FOXO-mediated repression of Dicer1 regulates metabolism, stress resistance, and longevity in Drosophila

• Published in: Proceedings of the National Academy of Sciences - PNAS Vol. 120; no. 15; p. e2216539120
• Main Authors: Sánchez, Juan A., Ingaramo, María C., Gervé, María P., Thomas, Maria G., Boccaccio, Graciela L., Dekanty, Andrés
• Format: Journal Article
• Language: English
• Published: United States National Academy of Sciences 11.04.2023
• Subjects: Adipocytes; Adipose tissue; Animals; Binding sites; Biological Sciences; DEAD-box RNA Helicases - metabolism; Depletion; Deprivation; Drosophila; Drosophila - metabolism; Drosophila melanogaster - genetics; Drosophila melanogaster - metabolism; Drosophila Proteins - metabolism; Fat body; Forkhead protein; Forkhead Transcription Factors - metabolism; Fruit flies; Humans; Insects; Life span; Lipid metabolism; Lipids; Longevity; Longevity - genetics; Metabolism; Mice; MicroRNAs - genetics; MicroRNAs - metabolism; miRNA; Nutrient deficiency; Nutrient status; Oxidation resistance; Oxidative metabolism; Oxidative stress; Oxidative Stress - genetics; Physiological responses; Physiology; Ribonuclease III - genetics; Ribonuclease III - metabolism; adipose tissue; dicer-1; miRNA; Drosophila; oxidative stress
• ISSN: 0027-8424; 1091-6490; 1091-6490
• DOI: 10.1073/pnas.2216539120

The adipose tissue plays a crucial role in metabolism and physiology, affecting animal lifespan and susceptibility to disease.
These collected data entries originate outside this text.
//! Block size configuration for the BWT engine.

use oxibwt_core::error::{Result, TransformError};

/// Largest block the engine accepts.
///
/// Rotation offsets, ranks and the primary index are 32-bit; the bound keeps
/// every index representable as a signed 32-bit value so stored indices stay
/// portable.
pub const MAX_BLOCK_SIZE: usize = i32::MAX as usize;

/// How an engine decides the length of each block.
#[derive(Debug, Clone, Copy, PartialEq, Eq, Default)]
pub enum BlockSize {
    /// Accept any block length up to [`MAX_BLOCK_SIZE`]; scratch buffers grow
    /// on demand.
    #[default]
    Dynamic,
    /// Every call must supply exactly this many bytes.
    Fixed(usize),
}

impl BlockSize {
    /// Map a raw length to a configuration, treating 0 as [`BlockSize::Dynamic`].
    pub fn from_len(len: usize) -> Self {
        if len == 0 {
            Self::Dynamic
        } else {
            Self::Fixed(len)
        }
    }

    /// The fixed length, if any.
    pub fn fixed_len(&self) -> Option<usize> {
        match *self {
            Self::Dynamic => None,
            Self::Fixed(len) => Some(len),
        }
    }

    /// Whether the block length is decided per call.
    pub fn is_dynamic(&self) -> bool {
        matches!(self, Self::Dynamic)
    }

    /// Reject fixed sizes the index representation cannot address.
    pub(crate) fn validate(self) -> Result<Self> {
        match self {
            Self::Fixed(len) if len == 0 || len > MAX_BLOCK_SIZE => {
                Err(TransformError::invalid_block_size(len, MAX_BLOCK_SIZE))
            }
            _ => Ok(self),
        }
    }

    /// Check a block length against this configuration.
    pub fn check(&self, len: usize) -> Result<()> {
        match *self {
            Self::Fixed(expected) if len != expected => {
                Err(TransformError::size_mismatch(expected, len))
            }
            Self::Dynamic if len > MAX_BLOCK_SIZE => {
                Err(TransformError::block_too_large(len, MAX_BLOCK_SIZE))
            }
            _ => Ok(()),
        }
    }

    /// Exclusive upper bound for a primary index accepted before the block
    /// length is known.
    pub(crate) fn index_limit(&self) -> usize {
        self.fixed_len().unwrap_or(MAX_BLOCK_SIZE)
    }
}

#[cfg(test)]
mod tests {
    use super::*;

    #[test]
    fn test_from_len() {
        assert_eq!(BlockSize::from_len(0), BlockSize::Dynamic);
        assert_eq!(BlockSize::from_len(128), BlockSize::Fixed(128));
        assert_eq!(BlockSize::default(), BlockSize::Dynamic);
    }

    #[test]
    fn test_validate() {
        assert!(BlockSize::Dynamic.validate().is_ok());
        assert!(BlockSize::Fixed(1).validate().is_ok());
        assert!(BlockSize::Fixed(MAX_BLOCK_SIZE).validate().is_ok());
        assert!(matches!(
            BlockSize::Fixed(0).validate(),
            Err(TransformError::InvalidBlockSize { size: 0, .. })
        ));
        assert!(matches!(
            BlockSize::Fixed(MAX_BLOCK_SIZE + 1).validate(),
            Err(TransformError::InvalidBlockSize { .. })
        ));
    }

    #[test]
    fn test_check() {
        assert!(BlockSize::Fixed(11).check(11).is_ok());
        assert_eq!(
            BlockSize::Fixed(11).check(10),
            Err(TransformError::size_mismatch(11, 10))
        );
        assert!(BlockSize::Dynamic.check(0).is_ok());
        assert!(BlockSize::Dynamic.check(1 << 20).is_ok());
    }

    #[test]
    fn test_index_limit() {
        assert_eq!(BlockSize::Fixed(64).index_limit(), 64);
        assert_eq!(BlockSize::Dynamic.index_limit(), MAX_BLOCK_SIZE);
    }
}
//! # OxiBWT Core
//!
//! Core components shared by the OxiBWT block transforms.
//!
//! - [`error`]: Error types
//! - [`traits`]: The [`ByteTransform`] trait implemented by every transform
//!
//! ## Architecture
//!
//! ```text
//! ┌─────────────────────────────────────────────────────────┐
//! │ Caller pipeline                                         │
//! │     block segmentation, entropy coding, framing        │
//! ├─────────────────────────────────────────────────────────┤
//! │ Transforms (oxibwt-transform)                           │
//! │     Burrows-Wheeler, Sorted Rank                        │
//! ├─────────────────────────────────────────────────────────┤
//! │ Core (this crate)                                       │
//! │     TransformError, ByteTransform                       │
//! └─────────────────────────────────────────────────────────┘
//! ```

#![warn(missing_docs)]
#![warn(clippy::all)]
#![forbid(unsafe_code)]

pub mod error;
pub mod traits;

pub use error::{Result, TransformError};
pub use traits::ByteTransform;
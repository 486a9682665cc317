//! Block-sorting transforms for OxiBWT.
//!
//! This crate provides pure Rust implementations of the reversible block
//! transforms used ahead of entropy coding in block-sorting compressors:
//!
//! 1. Burrows-Wheeler Transform (BWT) - sorts all rotations of a block so
//!    that bytes sharing a context end up next to each other
//! 2. Sorted Rank Transform (SRT) - turns BWT output into small per-symbol
//!    recency ranks
//!
//! Both operate on one complete in-memory block per call and implement
//! [`ByteTransform`].
//!
//! ## Example
//!
//! ```rust
//! use oxibwt_transform::{BlockSize, Bwt, ByteTransform};
//!
//! let mut bwt = Bwt::new(BlockSize::Dynamic).unwrap();
//! let permuted = bwt.forward(b"mississippi").unwrap();
//! assert_eq!(permuted, b"pssmipissii");
//!
//! // Store the primary index with the permuted block.
//! let index = bwt.primary_index().unwrap();
//! assert_eq!(index, 4);
//!
//! let mut other = Bwt::new(BlockSize::Dynamic).unwrap();
//! other.set_primary_index(index).unwrap();
//! assert_eq!(other.inverse(&permuted).unwrap(), b"mississippi");
//! ```
//!
//! ## Concurrency
//!
//! An engine mutates its scratch buffers and primary index on every call.
//! Process concurrent blocks with one engine each; the `parallel` feature
//! does this with rayon.

#![warn(missing_docs)]
#![warn(clippy::all)]
#![forbid(unsafe_code)]

/// Burrows-Wheeler Transform implementation.
pub mod bwt;
#[cfg(feature = "parallel")]
pub mod parallel;
/// Sorted Rank Transform implementation.
pub mod srt;

pub use bwt::{BlockSize, Bwt, BwtBlock, MAX_BLOCK_SIZE};
pub use oxibwt_core::{ByteTransform, Result, TransformError};
pub use srt::{SRT_HEADER_SIZE, Srt};

#[cfg(feature = "parallel")]
pub use parallel::{forward_blocks, inverse_blocks};

#[cfg(test)]
mod tests {
    use super::*;

    #[test]
    fn test_bwt_then_srt_roundtrip() {
        let original = b"the quick brown fox jumps over the lazy dog the end".to_vec();

        let mut bwt = Bwt::default();
        let mut srt = Srt::new();
        let permuted = bwt.forward_block(&original).unwrap();
        let ranked = srt.forward(&permuted.data).unwrap();

        let unranked = srt.inverse(&ranked).unwrap();
        assert_eq!(unranked, permuted.data);
        assert_eq!(bwt.inverse_block(&permuted).unwrap(), original);
    }

    #[test]
    fn test_transforms_as_trait_objects() {
        let mut transforms: Vec<Box<dyn ByteTransform>> =
            vec![Box::new(Bwt::default()), Box::new(Srt::new())];
        for t in transforms.iter_mut() {
            let encoded = t.forward(b"abracadabra").unwrap();
            assert_eq!(t.inverse(&encoded).unwrap(), b"abracadabra");
        }
    }
}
In this study, we present evidence that adipose Dicer1 (Dcr-1), a conserved type III endoribonuclease involved in miRNA processing, plays a crucial role in the regulation of metabolism, stress resistance, and longevity. Our results indicate that the expression of Dcr-1 in murine 3T3L1 adipocytes is responsive to changes in nutrient levels and is subject to tight regulation in the Drosophila fat body, analogous to human adipose and hepatic tissues, under various stress and physiological conditions such as starvation, oxidative stress, and aging. The specific depletion of Dcr-1 in the Drosophila fat body leads to changes in lipid metabolism, enhanced resistance to oxidative and nutritional stress, and is associated with a significant increase in lifespan. Moreover, we provide mechanistic evidence showing that the JNK-activated transcription factor FOXO binds to conserved DNA-binding sites in the dcr-1 promoter, directly repressing its expression in response to nutrient deprivation. Our findings emphasize the importance of FOXO in controlling nutrient responses in the fat body by suppressing Dcr-1 expression. This mechanism coupling nutrient status with miRNA biogenesis represents a novel and previously unappreciated function of the JNK-FOXO axis in physiological responses at the organismal level.